Table 5.5: Leave-one-concentration-out mean and standard deviation for ∆G ◦ at 25 ◦ C and 55 ◦ C, for each complex

Notes on 1D Landscape Models

IEL(5.3, 2.0)'s predictions are marked with filled circles and solid lines, while predictions of the phenomenological model of Zhang and Winfree [147] are indicated with crosses and dashed lines.

Figure 5.14: The sequence-dependent free energy landscape of strand displacement for a 10-base toehold at 25 ◦ C predicted by efn2 for RNA molecules

Appendix to Chapters 3 and 4

Materials and Methods

Each round of dialysis is expected to achieve an approximately 50-fold reduction as 1 ml of purified multistranded fuel species is dialyzed for 2 hours with approximately 50 ml of TE/Na+ buffer using a 2 ml Thermo Scientific Slide-A-Lyzer MINI dialysis device with a 10K MWCO membrane. The procedure for quantifying multistranded fuel species is essentially identical to the procedure for single strands, except for the calculation of extinction coefficients, which involve corrections for hyperchromicity [219].
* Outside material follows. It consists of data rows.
//! Failures raised inside the client before they are folded into an
//! [`AudioGenerationResponse`](crate::response::AudioGenerationResponse).

use thiserror::Error;

/// Errors that can occur while talking to the MCP server.
///
/// The facade never returns these to callers of the generation operations;
/// their `Display` text becomes the `message` of a failed response.
/// The type is `Clone` so a failed connection can be reported to every
/// caller that waits on it.
#[derive(Debug, Clone, Error, PartialEq, Eq)]
pub enum ClientError {
    /// The connection to the server could not be established
    #[error("Failed to connect to MCP server: {0}")]
    Connect(String),

    /// The tool call itself failed (transport or protocol error)
    #[error("Tool call failed: {0}")]
    Request(String),

    /// The request arguments could not be encoded
    #[error("Failed to encode request: {0}")]
    Encode(String),

    /// A payload could not be decoded
    #[error("Failed to decode response: {0}")]
    Decode(String),

    /// The client was closed before the operation started
    #[error("Client is closed")]
    Closed,
}

impl ClientError {
    /// Create a new connection error.
    pub fn connect(message: impl Into<String>) -> Self {
        ClientError::Connect(message.into())
    }

    /// Create a new request error.
    pub fn request(message: impl Into<String>) -> Self {
        ClientError::Request(message.into())
    }

    /// Create a new encoding error.
    pub fn encode(message: impl Into<String>) -> Self {
        ClientError::Encode(message.into())
    }

    /// Create a new decoding error.
    pub fn decode(message: impl Into<String>) -> Self {
        ClientError::Decode(message.into())
    }
}
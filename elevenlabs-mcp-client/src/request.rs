//! Tool requests understood by the ElevenLabs MCP server.
//!
//! Two tools are supported:
//! - `generate_audio_simple`: one text, one (optional) voice
//! - `generate_audio_script`: a multi-speaker script sent as a JSON string

use crate::error::ClientError;
use serde::{Deserialize, Serialize};
use serde_json::{Map, Value, json};

/// Tool name for single-voice generation.
pub const GENERATE_AUDIO_SIMPLE: &str = "generate_audio_simple";

/// Tool name for multi-speaker script generation.
pub const GENERATE_AUDIO_SCRIPT: &str = "generate_audio_script";

/// JSON-RPC method used for every tool invocation.
pub const TOOLS_CALL_METHOD: &str = "tools/call";

/// One line of a multi-speaker script.
#[derive(Debug, Clone, PartialEq, Eq, Serialize, Deserialize)]
pub struct ScriptPart {
    /// Text spoken for this line.
    pub text: String,

    /// Voice to use; the server picks one from `actor` or its default when absent.
    #[serde(default, skip_serializing_if = "Option::is_none")]
    pub voice_id: Option<String>,

    /// Speaker label.
    #[serde(default, skip_serializing_if = "Option::is_none")]
    pub actor: Option<String>,
}

impl ScriptPart {
    /// Create a script line with only text.
    pub fn new(text: impl Into<String>) -> Self {
        Self {
            text: text.into(),
            voice_id: None,
            actor: None,
        }
    }

    /// Set the speaker label.
    pub fn with_actor(mut self, actor: impl Into<String>) -> Self {
        self.actor = Some(actor.into());
        self
    }

    /// Set the voice.
    pub fn with_voice_id(mut self, voice_id: impl Into<String>) -> Self {
        self.voice_id = Some(voice_id.into());
        self
    }
}

/// A full script. Order is playback order.
#[derive(Debug, Clone, Default, PartialEq, Eq, Serialize, Deserialize)]
pub struct ScriptInterface {
    pub script: Vec<ScriptPart>,
}

impl ScriptInterface {
    pub fn new(script: Vec<ScriptPart>) -> Self {
        Self { script }
    }

    pub fn is_empty(&self) -> bool {
        self.script.is_empty()
    }
}

impl FromIterator<ScriptPart> for ScriptInterface {
    fn from_iter<I: IntoIterator<Item = ScriptPart>>(iter: I) -> Self {
        Self::new(iter.into_iter().collect())
    }
}

/// Script argument accepted by the script operation.
///
/// A raw string is forwarded verbatim and left for the server to validate;
/// a structured script is serialized to JSON first.
#[derive(Debug, Clone, PartialEq, Eq, Serialize, Deserialize)]
#[serde(untagged)]
pub enum ScriptInput {
    Raw(String),
    Structured(ScriptInterface),
}

impl ScriptInput {
    /// The text sent as the `script` argument.
    pub fn into_text(self) -> Result<String, ClientError> {
        match self {
            ScriptInput::Raw(text) => Ok(text),
            ScriptInput::Structured(script) => {
                serde_json::to_string(&script).map_err(|e| ClientError::encode(e.to_string()))
            }
        }
    }
}

impl From<String> for ScriptInput {
    fn from(text: String) -> Self {
        ScriptInput::Raw(text)
    }
}

impl From<&str> for ScriptInput {
    fn from(text: &str) -> Self {
        ScriptInput::Raw(text.to_string())
    }
}

impl From<ScriptInterface> for ScriptInput {
    fn from(script: ScriptInterface) -> Self {
        ScriptInput::Structured(script)
    }
}

impl From<Vec<ScriptPart>> for ScriptInput {
    fn from(parts: Vec<ScriptPart>) -> Self {
        ScriptInput::Structured(ScriptInterface::new(parts))
    }
}

/// A `tools/call` request: tool name plus JSON arguments.
#[derive(Debug, Clone, PartialEq)]
pub struct ToolRequest {
    name: &'static str,
    arguments: Map<String, Value>,
}

impl ToolRequest {
    /// Build a `generate_audio_simple` request.
    ///
    /// `voice_id` is left out of the arguments when `None` so the server
    /// uses its default voice. Empty text is not rejected here.
    pub fn simple(text: impl Into<String>, voice_id: Option<String>) -> Self {
        let mut arguments = Map::new();
        arguments.insert("text".to_string(), Value::String(text.into()));
        if let Some(voice_id) = voice_id {
            arguments.insert("voice_id".to_string(), Value::String(voice_id));
        }

        Self {
            name: GENERATE_AUDIO_SIMPLE,
            arguments,
        }
    }

    /// Build a `generate_audio_script` request.
    ///
    /// # Errors
    /// Returns `ClientError::Encode` if a structured script cannot be serialized.
    pub fn script(script: impl Into<ScriptInput>) -> Result<Self, ClientError> {
        let mut arguments = Map::new();
        arguments.insert(
            "script".to_string(),
            Value::String(script.into().into_text()?),
        );

        Ok(Self {
            name: GENERATE_AUDIO_SCRIPT,
            arguments,
        })
    }

    pub fn name(&self) -> &'static str {
        self.name
    }

    pub fn arguments(&self) -> &Map<String, Value> {
        &self.arguments
    }

    /// Look up a single argument.
    pub fn argument(&self, key: &str) -> Option<&Value> {
        self.arguments.get(key)
    }

    /// The tool call as it appears on the wire.
    pub fn to_payload(&self) -> Value {
        json!({
            "method": TOOLS_CALL_METHOD,
            "params": {
                "name": self.name,
                "arguments": self.arguments,
            }
        })
    }
}

#[cfg(test)]
mod tests {
    use super::*;

    #[test]
    fn test_simple_request_without_voice() {
        let request = ToolRequest::simple("Hello there", None);
        assert_eq!(request.name(), GENERATE_AUDIO_SIMPLE);
        assert_eq!(request.argument("text"), Some(&json!("Hello there")));
        assert!(request.argument("voice_id").is_none(), "voice_id should be omitted");
    }

    #[test]
    fn test_simple_request_with_voice() {
        let request = ToolRequest::simple("Hi", Some("21m00Tcm4TlvDq8ikWAM".to_string()));
        assert_eq!(request.argument("voice_id"), Some(&json!("21m00Tcm4TlvDq8ikWAM")));
    }

    #[test]
    fn test_simple_request_passes_empty_text() {
        let request = ToolRequest::simple("", None);
        assert_eq!(request.argument("text"), Some(&json!("")));
    }

    #[test]
    fn test_simple_payload_shape() {
        let payload = ToolRequest::simple("Hi", Some("v1".to_string())).to_payload();
        assert_eq!(
            payload,
            json!({
                "method": "tools/call",
                "params": {
                    "name": "generate_audio_simple",
                    "arguments": { "text": "Hi", "voice_id": "v1" }
                }
            })
        );
    }

    #[test]
    fn test_raw_script_passes_through_verbatim() {
        let raw = "not even json {";
        let request = ToolRequest::script(raw).unwrap();
        assert_eq!(request.name(), GENERATE_AUDIO_SCRIPT);
        assert_eq!(request.argument("script"), Some(&json!(raw)));
    }

    #[test]
    fn test_structured_script_round_trips() {
        let script = ScriptInterface::new(vec![
            ScriptPart::new("Hello there!").with_actor("Tom"),
            ScriptPart::new("Hi Tom, how are you?")
                .with_actor("Bob")
                .with_voice_id("pNInz6obpgDQGcFmaJgB"),
            ScriptPart::new("Narration without a speaker"),
        ]);

        let request = ToolRequest::script(script.clone()).unwrap();
        let text = request
            .argument("script")
            .and_then(Value::as_str)
            .expect("script should be sent as a string");

        let recovered: ScriptInterface = serde_json::from_str(text).unwrap();
        assert_eq!(recovered, script);
    }

    #[test]
    fn test_structured_script_omits_absent_fields() {
        let request = ToolRequest::script(vec![ScriptPart::new("Hi").with_actor("A")]).unwrap();
        let text = request.argument("script").and_then(Value::as_str).unwrap();
        assert_eq!(text, r#"{"script":[{"text":"Hi","actor":"A"}]}"#);
    }

    #[test]
    fn test_empty_script_is_allowed() {
        let request = ToolRequest::script(ScriptInterface::default()).unwrap();
        let text = request.argument("script").and_then(Value::as_str).unwrap();
        assert_eq!(text, r#"{"script":[]}"#);
    }

    #[test]
    fn test_script_input_deserializes_both_forms() {
        let raw: ScriptInput = serde_json::from_value(json!("{\"script\":[]}")).unwrap();
        assert!(matches!(raw, ScriptInput::Raw(_)));

        let structured: ScriptInput =
            serde_json::from_value(json!({ "script": [{ "text": "Hi", "actor": "A" }] })).unwrap();
        assert_eq!(
            structured,
            ScriptInput::Structured(ScriptInterface::new(vec![
                ScriptPart::new("Hi").with_actor("A")
            ]))
        );
    }

    #[test]
    fn test_script_interface_from_iterator() {
        let script: ScriptInterface = ["a", "b"].into_iter().map(ScriptPart::new).collect();
        assert_eq!(script.script.len(), 2);
        assert!(!script.is_empty());
    }
}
Measuring individual strand displacement and toehold exchange rates

Sequences from Designs 1, 2, 3 and 4

D4_Rep_Flux_BCj_Top /5IAbRQ/CATCTTCCCTCCACCG D4_Rep_Flux_BCj_Bot AAATGGGCGGTGGAGGGAAGATG/3Rox_N D4_Rep_Flux_BCj_Top /5IAbRQ/CATCTTCCCTCCACCACCG D4_RepGGTGGAAAt_Rep D4_Rep_Flux_CAp_Top /5IAbR Q/CTCTTCACACCACTCT D4_Rep_Flux_CAp_Bot GTAAAGAAGAGTGGTGTGAAGAG/3Rox_N. These species are added at the end of that experiment to extinguish those persistent Helper species in Design 4.

Figure 5.16: Molecular design diagrams at the sequence level for signal strands Ap, Aq, Br, Bs, Cj, and Ck in Design 4.